- Exercise details: Using the entries that follow, collect the lines where the word "right" appears.

- Material for the task:
◇ ◇ ◇

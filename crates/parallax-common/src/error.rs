//! Common error types for Parallax.

use thiserror::Error;

/// Result type alias using Parallax's error type.
pub type Result<T> = std::result::Result<T, Error>;

/// Top-level error type for Parallax operations.
#[derive(Debug, Error)]
pub enum Error {
    /// Serialization/deserialization error
    #[error("serialization error: {0}")]
    Serialization(String),

    /// Configuration error
    #[error("configuration error: {0}")]
    Config(String),
}

impl Error {
    /// Create a serialization error from any displayable type.
    pub fn serialization(msg: impl std::fmt::Display) -> Self {
        Self::Serialization(msg.to_string())
    }

    /// Create a config error from any displayable type.
    pub fn config(msg: impl std::fmt::Display) -> Self {
        Self::Config(msg.to_string())
    }
}
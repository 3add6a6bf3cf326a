use parallax_common::Error;
use parallax_vr::types::{Eye, ProjectionRaw, Viewport, WindowBounds};
use serde::Deserialize;
use tracing::info;

/// How the two eyes share the physical display.
#[derive(Debug, Clone, Copy, PartialEq, Eq, Deserialize)]
#[serde(rename_all = "snake_case")]
pub enum DisplayMode {
    FullScreen,
    HorizontalSideBySide,
    VerticalSideBySide,
}

/// Display descriptor, parsed from the JSON document the tracking stack
/// publishes for the active HMD.
///
/// Missing fields fall back to the stock HDK profile (1920x1080 @ 60 Hz,
/// extended desktop), which is also what an empty descriptor yields.
#[derive(Debug, Clone, Deserialize)]
#[serde(default, deny_unknown_fields)]
pub struct DisplayConfig {
    pub monitor_name: String,
    pub width: u32,
    pub height: u32,
    pub position_x: i32,
    pub position_y: i32,
    pub vertical_refresh_hz: f32,
    pub display_mode: DisplayMode,
    /// Full horizontal field of view, degrees.
    pub horizontal_fov_degrees: f32,
    /// Full vertical field of view, degrees.
    pub vertical_fov_degrees: f32,
    pub ipd_meters: f32,
    /// Render-target scale over the raw display size.
    pub overfill_factor: f32,
    pub edid_vendor_id: u16,
    pub edid_product_id: u16,
    pub attached_to_desktop: bool,
}

impl Default for DisplayConfig {
    fn default() -> Self {
        Self {
            monitor_name: "OSVR HDK".to_string(),
            width: 1920,
            height: 1080,
            position_x: 1920,
            position_y: 0,
            vertical_refresh_hz: 60.0,
            display_mode: DisplayMode::HorizontalSideBySide,
            horizontal_fov_degrees: 90.0,
            vertical_fov_degrees: 90.0,
            ipd_meters: 0.0635,
            overfill_factor: 1.0,
            edid_vendor_id: 0xd24e,
            edid_product_id: 0x1019,
            attached_to_desktop: true,
        }
    }
}

impl DisplayConfig {
    /// Parse a display descriptor. An empty descriptor is not an error:
    /// the tracking stack omits it when no display block is configured,
    /// and the stock profile applies.
    pub fn from_json(json: &str) -> parallax_common::Result<Self> {
        if json.trim().is_empty() || json.trim() == "{}" {
            info!("display descriptor is empty, using default display profile");
            return Ok(Self::default());
        }

        let config: Self = serde_json::from_str(json).map_err(Error::serialization)?;
        if config.width == 0 || config.height == 0 {
            return Err(Error::config("display resolution must be nonzero"));
        }
        if config.horizontal_fov_degrees <= 0.0 || config.vertical_fov_degrees <= 0.0 {
            return Err(Error::config("display field of view must be positive"));
        }
        if config.vertical_refresh_hz <= 0.0 {
            return Err(Error::config("display refresh rate must be positive"));
        }
        if config.overfill_factor <= 0.0 {
            return Err(Error::config("overfill factor must be positive"));
        }
        Ok(config)
    }

    pub fn window_bounds(&self) -> WindowBounds {
        WindowBounds {
            x: self.position_x,
            y: self.position_y,
            width: self.width,
            height: self.height,
        }
    }

    pub fn recommended_render_target_size(&self) -> (u32, u32) {
        let width = (self.width as f32 * self.overfill_factor) as u32;
        let height = (self.height as f32 * self.overfill_factor) as u32;
        (width, height)
    }

    /// Viewport in the frame buffer for one eye, per display mode.
    pub fn eye_viewport(&self, eye: Eye) -> Viewport {
        match self.display_mode {
            DisplayMode::HorizontalSideBySide => {
                let width = self.width / 2;
                Viewport {
                    x: if eye == Eye::Left { 0 } else { width },
                    y: 0,
                    width,
                    height: self.height,
                }
            }
            DisplayMode::VerticalSideBySide => {
                let height = self.height / 2;
                Viewport {
                    x: 0,
                    y: if eye == Eye::Left { 0 } else { height },
                    width: self.width,
                    height,
                }
            }
            DisplayMode::FullScreen => Viewport {
                x: 0,
                y: 0,
                width: self.width,
                height: self.height,
            },
        }
    }

    /// Raw projection clip planes as half-tangents of the field of view.
    ///
    /// The host expects top and bottom swapped relative to the usual math
    /// convention: top carries the negative half-tangent.
    pub fn projection_raw(&self, _eye: Eye) -> ProjectionRaw {
        let half_h = (self.horizontal_fov_degrees / 2.0).to_radians().tan();
        let half_v = (self.vertical_fov_degrees / 2.0).to_radians().tan();
        ProjectionRaw {
            left: -half_h,
            right: half_h,
            top: -half_v,
            bottom: half_v,
        }
    }

    pub fn ipd_meters(&self) -> f32 {
        self.ipd_meters
    }
}
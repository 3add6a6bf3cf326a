use std::sync::atomic::{AtomicBool, Ordering};
use std::sync::Arc;

use parallax_vr::driver::{HmdDisplayDriver, ServerDriverHost, TrackedDeviceDriver};
use parallax_vr::property::{PropertyKey, PropertyStatus, PropertyValue};
use parallax_vr::types::{
    DeviceClass, DistortionCoordinates, DriverPose, Eye, Matrix34, ProjectionRaw, Viewport,
    WindowBounds,
};
use parallax_vr::{DriverError, DriverResult};
use tracing::{debug, info, trace};

use crate::display::DisplayConfig;
use crate::distortion::{self, DistortionModel};
use crate::properties::PropertyStore;
use crate::tracking::{pose_from_report, PoseCell, PoseReport};

/// One head-mounted display, exposed to the host as a tracked device.
///
/// Owns the property store and the latest pose snapshot; display geometry
/// comes from the parsed descriptor and distortion is delegated to the
/// configured model.
pub struct HmdDevice {
    host: Arc<dyn ServerDriverHost>,
    device_class: DeviceClass,
    display: DisplayConfig,
    distortion: Box<dyn DistortionModel>,
    properties: PropertyStore,
    pose: PoseCell,
    object_id: u32,
    tracker_active: AtomicBool,
}

impl HmdDevice {
    pub fn new(
        host: Arc<dyn ServerDriverHost>,
        display: DisplayConfig,
        distortion: Box<dyn DistortionModel>,
    ) -> Self {
        let mut device = Self {
            host,
            device_class: DeviceClass::Hmd,
            display,
            distortion,
            properties: PropertyStore::new(),
            pose: PoseCell::new(),
            object_id: 0,
            tracker_active: AtomicBool::new(false),
        };
        device.log_display_profile();
        device.configure_properties();
        device
    }

    pub fn device_class(&self) -> DeviceClass {
        self.device_class
    }

    pub fn serial_number(&self) -> String {
        self.display.monitor_name.clone()
    }

    /// Entry point for the tracking client's notification thread. Builds
    /// a complete pose and publishes it as a unit, then notifies the
    /// host. Reports arriving while the device is inactive are dropped.
    pub fn on_tracker_report(&self, report: &PoseReport) {
        if !self.tracker_active.load(Ordering::Acquire) {
            return;
        }

        let pose = pose_from_report(report);
        self.pose.publish(pose);
        self.host.tracked_device_pose_updated(self.object_id, &pose);
    }

    fn log_display_profile(&self) {
        info!(
            monitor = %self.display.monitor_name,
            width = self.display.width,
            height = self.display.height,
            refresh_hz = self.display.vertical_refresh_hz,
            edid_vendor = self.display.edid_vendor_id,
            edid_product = self.display.edid_product_id,
            mode = if self.display.attached_to_desktop { "extended" } else { "direct" },
            "using display",
        );
    }

    /// Populate the property store. Runs once, before activation
    /// completes; afterwards the store is only read.
    fn configure_properties(&mut self) {
        let display = &self.display;
        let p = &mut self.properties;

        // General properties that apply to all device classes.
        p.set(PropertyKey::WillDriftInYaw, PropertyValue::Bool(true));
        p.set(PropertyKey::DeviceIsWireless, PropertyValue::Bool(false));
        p.set(PropertyKey::DeviceIsCharging, PropertyValue::Bool(false));
        p.set(PropertyKey::FirmwareUpdateAvailable, PropertyValue::Bool(false));
        p.set(PropertyKey::FirmwareManualUpdate, PropertyValue::Bool(false));
        p.set(PropertyKey::BlockServerShutdown, PropertyValue::Bool(false));
        p.set(PropertyKey::ContainsProximitySensor, PropertyValue::Bool(false));
        p.set(PropertyKey::DeviceProvidesBatteryStatus, PropertyValue::Bool(false));
        p.set(PropertyKey::DeviceCanPowerOff, PropertyValue::Bool(true));
        p.set(PropertyKey::HasCamera, PropertyValue::Bool(false));
        p.set(PropertyKey::DeviceBatteryPercentage, PropertyValue::Float(1.0));
        p.set(
            PropertyKey::DeviceClass,
            PropertyValue::Int32(self.device_class.code()),
        );
        p.set(
            PropertyKey::TrackingSystemName,
            PropertyValue::String("OSVR".to_string()),
        );
        p.set(
            PropertyKey::ModelNumber,
            PropertyValue::String("OSVR HMD".to_string()),
        );
        p.set(
            PropertyKey::SerialNumber,
            PropertyValue::String(display.monitor_name.clone()),
        );

        // HMD-specific properties.
        p.set(
            PropertyKey::IsOnDesktop,
            PropertyValue::Bool(display.attached_to_desktop),
        );
        p.set(
            PropertyKey::DisplayFrequency,
            PropertyValue::Float(display.vertical_refresh_hz),
        );
        p.set(
            PropertyKey::UserIpdMeters,
            PropertyValue::Float(display.ipd_meters()),
        );
        p.set(
            PropertyKey::EdidVendorId,
            PropertyValue::Int32(i32::from(display.edid_vendor_id)),
        );
        p.set(
            PropertyKey::EdidProductId,
            PropertyValue::Int32(i32::from(display.edid_product_id)),
        );
        p.set(PropertyKey::CurrentUniverseId, PropertyValue::Uint64(1));
        p.set(PropertyKey::PreviousUniverseId, PropertyValue::Uint64(1));
        p.set(
            PropertyKey::DisplayFirmwareVersion,
            PropertyValue::Uint64(192),
        );

        debug!(count = p.len(), "device properties configured");
    }

    fn verify_display(&self) -> DriverResult<()> {
        if self.display.width == 0 || self.display.height == 0 {
            return Err(DriverError::DisplayNotFound(
                "display has zero resolution".to_string(),
            ));
        }
        let left = self.display.eye_viewport(Eye::Left);
        let right = self.display.eye_viewport(Eye::Right);
        if left.width == 0 || left.height == 0 || right.width == 0 || right.height == 0 {
            return Err(DriverError::DisplayNotFound(
                "eye viewport has zero size".to_string(),
            ));
        }
        Ok(())
    }
}

impl TrackedDeviceDriver for HmdDevice {
    fn activate(&mut self, object_id: u32) -> DriverResult<()> {
        trace!(object_id, "HmdDevice::activate");

        self.verify_display()?;
        self.object_id = object_id;
        self.tracker_active.store(true, Ordering::Release);
        self.host.proximity_sensor_state(object_id, true);

        trace!("activation complete");
        Ok(())
    }

    fn deactivate(&mut self) {
        trace!("HmdDevice::deactivate");
        self.tracker_active.store(false, Ordering::Release);
    }

    fn power_off(&mut self) {
        trace!("HmdDevice::power_off");
        self.tracker_active.store(false, Ordering::Release);
    }

    fn debug_request(&self, request: &str) -> String {
        trace!(request, "HmdDevice::debug_request");
        String::new()
    }

    fn get_pose(&self) -> DriverPose {
        self.pose.snapshot()
    }

    fn bool_property(&self, key: PropertyKey) -> (bool, PropertyStatus) {
        self.properties.get(key, self.device_class)
    }

    fn float_property(&self, key: PropertyKey) -> (f32, PropertyStatus) {
        self.properties.get(key, self.device_class)
    }

    fn int32_property(&self, key: PropertyKey) -> (i32, PropertyStatus) {
        self.properties.get(key, self.device_class)
    }

    fn uint64_property(&self, key: PropertyKey) -> (u64, PropertyStatus) {
        self.properties.get(key, self.device_class)
    }

    fn matrix34_property(&self, key: PropertyKey) -> (Matrix34, PropertyStatus) {
        self.properties.get(key, self.device_class)
    }

    fn string_property(&self, key: PropertyKey) -> (String, PropertyStatus) {
        self.properties.get(key, self.device_class)
    }

    fn string_property_into(&self, key: PropertyKey, buf: &mut [u8]) -> (u32, PropertyStatus) {
        self.properties.string_into(key, self.device_class, buf)
    }
}

impl HmdDisplayDriver for HmdDevice {
    fn window_bounds(&self) -> WindowBounds {
        self.display.window_bounds()
    }

    fn is_display_on_desktop(&self) -> bool {
        self.display.attached_to_desktop
    }

    fn is_display_real(&self) -> bool {
        true
    }

    fn recommended_render_target_size(&self) -> (u32, u32) {
        self.display.recommended_render_target_size()
    }

    fn eye_viewport(&self, eye: Eye) -> Viewport {
        self.display.eye_viewport(eye)
    }

    fn projection_raw(&self, eye: Eye) -> ProjectionRaw {
        self.display.projection_raw(eye)
    }

    fn compute_distortion(&self, eye: Eye, u: f32, v: f32) -> DistortionCoordinates {
        distortion::compute_distortion(self.distortion.as_ref(), eye, u, v)
    }
}

#[cfg(test)]
mod tests {
    use super::*;
    use crate::distortion::NullDistortion;
    use std::sync::Mutex;

    #[derive(Default)]
    struct NullHost {
        poses: Mutex<Vec<(u32, DriverPose)>>,
        proximity: Mutex<Vec<(u32, bool)>>,
    }

    impl ServerDriverHost for NullHost {
        fn tracked_device_pose_updated(&self, object_id: u32, pose: &DriverPose) {
            self.poses
                .lock()
                .unwrap_or_else(|poisoned| poisoned.into_inner())
                .push((object_id, *pose));
        }

        fn proximity_sensor_state(&self, object_id: u32, active: bool) {
            self.proximity
                .lock()
                .unwrap_or_else(|poisoned| poisoned.into_inner())
                .push((object_id, active));
        }

        fn setting_string(&self, _section: &str, _key: &str) -> Option<String> {
            None
        }

        fn setting_bool(&self, _section: &str, _key: &str) -> Option<bool> {
            None
        }

        fn setting_f32(&self, _section: &str, _key: &str) -> Option<f32> {
            None
        }
    }

    fn new_device(host: Arc<NullHost>) -> HmdDevice {
        HmdDevice::new(host, DisplayConfig::default(), Box::new(NullDistortion))
    }

    #[test]
    fn construction_populates_the_store() {
        let device = new_device(Arc::new(NullHost::default()));

        let (value, status) = device.string_property(PropertyKey::ModelNumber);
        assert_eq!(value, "OSVR HMD");
        assert!(status.is_success());

        let (value, status) = device.int32_property(PropertyKey::DeviceClass);
        assert_eq!(value, DeviceClass::Hmd.code());
        assert!(status.is_success());

        let (value, _) = device.float_property(PropertyKey::DisplayFrequency);
        assert_eq!(value, 60.0);
    }

    #[test]
    fn accessors_carry_store_statuses_through() {
        let device = new_device(Arc::new(NullHost::default()));

        let (value, status) = device.bool_property(PropertyKey::DisplayFrequency);
        assert!(!value);
        assert_eq!(status, PropertyStatus::WrongDataType);

        let (_, status) = device.uint64_property(PropertyKey::SupportedButtons);
        assert_eq!(status, PropertyStatus::WrongDeviceClass);

        let (_, status) = device.float_property(PropertyKey::SecondsFromVsyncToPhotons);
        assert_eq!(status, PropertyStatus::ValueNotProvidedByDevice);
    }

    #[test]
    fn activation_announces_proximity_and_enables_tracking() {
        let host = Arc::new(NullHost::default());
        let mut device = new_device(host.clone());

        device.activate(7).unwrap();
        assert_eq!(&*host.proximity.lock().unwrap(), &[(7, true)]);

        device.on_tracker_report(&PoseReport {
            position: [0.0, 1.6, 0.0],
            orientation: [1.0, 0.0, 0.0, 0.0],
        });

        let poses = host.poses.lock().unwrap();
        assert_eq!(poses.len(), 1);
        assert_eq!(poses[0].0, 7);
        assert_eq!(poses[0].1.position, [0.0, 1.6, 0.0]);
        drop(poses);

        assert_eq!(device.get_pose().position, [0.0, 1.6, 0.0]);
        assert!(device.get_pose().pose_is_valid);
    }

    #[test]
    fn reports_before_activation_and_after_deactivation_are_dropped() {
        let host = Arc::new(NullHost::default());
        let mut device = new_device(host.clone());
        let report = PoseReport {
            position: [1.0, 0.0, 0.0],
            orientation: [1.0, 0.0, 0.0, 0.0],
        };

        device.on_tracker_report(&report);
        assert!(host.poses.lock().unwrap().is_empty());

        device.activate(3).unwrap();
        device.on_tracker_report(&report);
        assert_eq!(host.poses.lock().unwrap().len(), 1);

        device.deactivate();
        device.on_tracker_report(&report);
        assert_eq!(host.poses.lock().unwrap().len(), 1);
    }

    #[test]
    fn activation_rejects_degenerate_display() {
        let host = Arc::new(NullHost::default());
        let display = DisplayConfig {
            width: 1,
            ..DisplayConfig::default()
        };
        let mut device = HmdDevice::new(host, display, Box::new(NullDistortion));
        // 1px wide horizontal split leaves a zero-width eye viewport.
        assert!(matches!(
            device.activate(1),
            Err(DriverError::DisplayNotFound(_))
        ));
    }

    #[test]
    fn debug_request_returns_empty_response() {
        let device = new_device(Arc::new(NullHost::default()));
        assert_eq!(device.debug_request("dump"), "");
    }
}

◇ ◇ ◇

- Response to this task:
            right: half_h,
        let right = self.display.eye_viewport(Eye::Right);
        if left.width == 0 || left.height == 0 || right.width == 0 || right.height == 0 {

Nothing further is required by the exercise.